In this study, nonlocal nonlinear buckling analysis of embedded polymeric temperature-dependent microplates resting on an elastic matrix as orthotropic temperature-dependent elastomeric medium is investigated. The microplate is reinforced by single-walled carbon nanotubes (SWCNTs) in which the equivalent material properties nanocomposite are estimated based on the rule of mixture. For the carbon-nanotube reinforced composite (CNTRC) plate, both cases of uniform distribution (UD) and functionally graded (FG) distribution patterns of SWCNT reinforcements are considered. The small size effects of microplate are considered based on Eringen's nonlocal theory. Based on orthotropic Mindlin plate theory along with von K$\acute{a}$rm$\acute{a}$n geometric nonlinearity and Hamilton's principle, the governing equations are derived.
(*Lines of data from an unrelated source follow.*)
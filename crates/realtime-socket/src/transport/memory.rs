//! In-process transport: the client side is handed to the manager, the server
//! side surfaces on a [`MemoryListener`] so tests can play the server.

use super::{Connector, Link, TransportError};
use crate::protocol::{EnginePacket, OpenInfo, SocketPacket};
use futures::channel::mpsc as frame_mpsc;
use futures::{FutureExt, SinkExt, StreamExt};
use serde_json::{json, Value};
use std::sync::atomic::{AtomicBool, AtomicUsize, Ordering};
use std::sync::Arc;
use tokio::sync::mpsc;

#[derive(Debug, Clone)]
pub struct MemoryConnector {
	accept_tx: mpsc::UnboundedSender<MemoryPeer>,
	refusing: Arc<AtomicBool>,
	attempts: Arc<AtomicUsize>,
}

#[derive(Debug)]
pub struct MemoryListener {
	accept_rx: mpsc::UnboundedReceiver<MemoryPeer>,
}

impl MemoryConnector {
	pub fn pair() -> (Self, MemoryListener) {
		let (accept_tx, accept_rx) = mpsc::unbounded_channel();
		let connector = Self {
			accept_tx,
			refusing: Arc::new(AtomicBool::new(false)),
			attempts: Arc::new(AtomicUsize::new(0)),
		};
		(connector, MemoryListener { accept_rx })
	}

	/// Refuse every following connection attempt until switched back.
	pub fn set_refusing(&self, refusing: bool) {
		self.refusing.store(refusing, Ordering::SeqCst);
	}

	/// Number of connection attempts seen, refused ones included.
	pub fn attempts(&self) -> usize {
		self.attempts.load(Ordering::SeqCst)
	}
}

#[async_trait::async_trait]
impl Connector for MemoryConnector {
	async fn connect(&self, endpoint: &str) -> Result<Link, TransportError> {
		self.attempts.fetch_add(1, Ordering::SeqCst);

		if self.refusing.load(Ordering::SeqCst) {
			return Err(TransportError::Refused(endpoint.to_string()));
		}

		let (client_tx, server_rx) = frame_mpsc::unbounded::<String>();
		let (server_tx, client_rx) = frame_mpsc::unbounded::<Result<String, TransportError>>();

		let peer = MemoryPeer {
			endpoint: endpoint.to_string(),
			incoming: server_rx,
			outgoing: Some(server_tx),
		};
		self.accept_tx.send(peer).map_err(|_| TransportError::Refused(endpoint.to_string()))?;

		let sink = client_tx.sink_map_err(|_| TransportError::Closed);
		Ok(Link::new(Box::pin(sink), Box::pin(client_rx)))
	}
}

impl MemoryListener {
	pub async fn accept(&mut self) -> Option<MemoryPeer> {
		self.accept_rx.recv().await
	}

	pub fn try_accept(&mut self) -> Option<MemoryPeer> {
		self.accept_rx.try_recv().ok()
	}
}

/// Server end of one in-memory link.
#[derive(Debug)]
pub struct MemoryPeer {
	endpoint: String,
	incoming: frame_mpsc::UnboundedReceiver<String>,
	outgoing: Option<frame_mpsc::UnboundedSender<Result<String, TransportError>>>,
}

impl MemoryPeer {
	pub fn endpoint(&self) -> &str {
		&self.endpoint
	}

	/// Send a raw frame to the client. Returns `false` once the client is gone.
	pub fn send(&self, frame: impl Into<String>) -> bool {
		self.outgoing.as_ref().is_some_and(|tx| tx.unbounded_send(Ok(frame.into())).is_ok())
	}

	pub fn send_packet(&self, packet: SocketPacket) -> bool {
		self.send(packet.into_frame())
	}

	/// Push a transport error to the client.
	pub fn fail(&self, error: TransportError) -> bool {
		self.outgoing.as_ref().is_some_and(|tx| tx.unbounded_send(Err(error)).is_ok())
	}

	/// Next frame written by the client, `None` once the client dropped its side.
	pub async fn recv(&mut self) -> Option<String> {
		self.incoming.next().await
	}

	/// Next frame that is not an Engine.IO pong.
	pub async fn recv_packet(&mut self) -> Option<SocketPacket> {
		loop {
			let frame = self.recv().await?;
			if let Ok(EnginePacket::Message(body)) = EnginePacket::decode(&frame) {
				if let Ok(packet) = SocketPacket::decode(&body) {
					return Some(packet);
				}
			}
		}
	}

	pub fn try_recv(&mut self) -> Option<String> {
		self.incoming.next().now_or_never().flatten()
	}

	/// Drop the server side, ending the client's stream.
	pub fn close(&mut self) {
		self.outgoing.take();
	}

	pub fn open(&self, sid: &str) -> bool {
		let info = OpenInfo {
			sid: sid.to_string(),
			upgrades: Vec::new(),
			ping_interval: 25_000,
			ping_timeout: 20_000,
			max_payload: 1_000_000,
		};
		self.send(EnginePacket::Open(info).encode())
	}

	/// Play the server side of a successful handshake and return the client's auth payload.
	pub async fn accept_handshake(&mut self, sid: &str) -> Option<Value> {
		self.open(&format!("engine-{sid}"));
		let (nsp, auth) = self.expect_connect().await?;
		self.send_packet(SocketPacket::Connect {
			nsp,
			data: Some(json!({ "sid": sid })),
		});
		Some(auth)
	}

	/// Play the server side of a rejected handshake.
	pub async fn reject_handshake(&mut self, message: &str) -> Option<Value> {
		self.open("engine-rejected");
		let (nsp, auth) = self.expect_connect().await?;
		self.send_packet(SocketPacket::ConnectError {
			nsp,
			data: json!({ "message": message }),
		});
		Some(auth)
	}

	async fn expect_connect(&mut self) -> Option<(String, Value)> {
		match self.recv_packet().await? {
			SocketPacket::Connect { nsp, data } => Some((nsp, data.unwrap_or(Value::Null))),
			_ => None,
		}
	}
}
Generalized differential quadrature method (GDQM) is applied for obtaining the buckling load of system. The effects of different parameters such as nonlocal parameters, volume fractions of SWCNTs, distribution type of SWCNTs in polymer, elastomeric medium, aspect ratio, boundary condition, orientation of foundation orthtotropy direction and temperature are considered on the nonlinear buckling of the microplate. Results indicate that CNT distribution close to top and bottom are more efficient than those distributed nearby the mid-plane for increasing the buckling load.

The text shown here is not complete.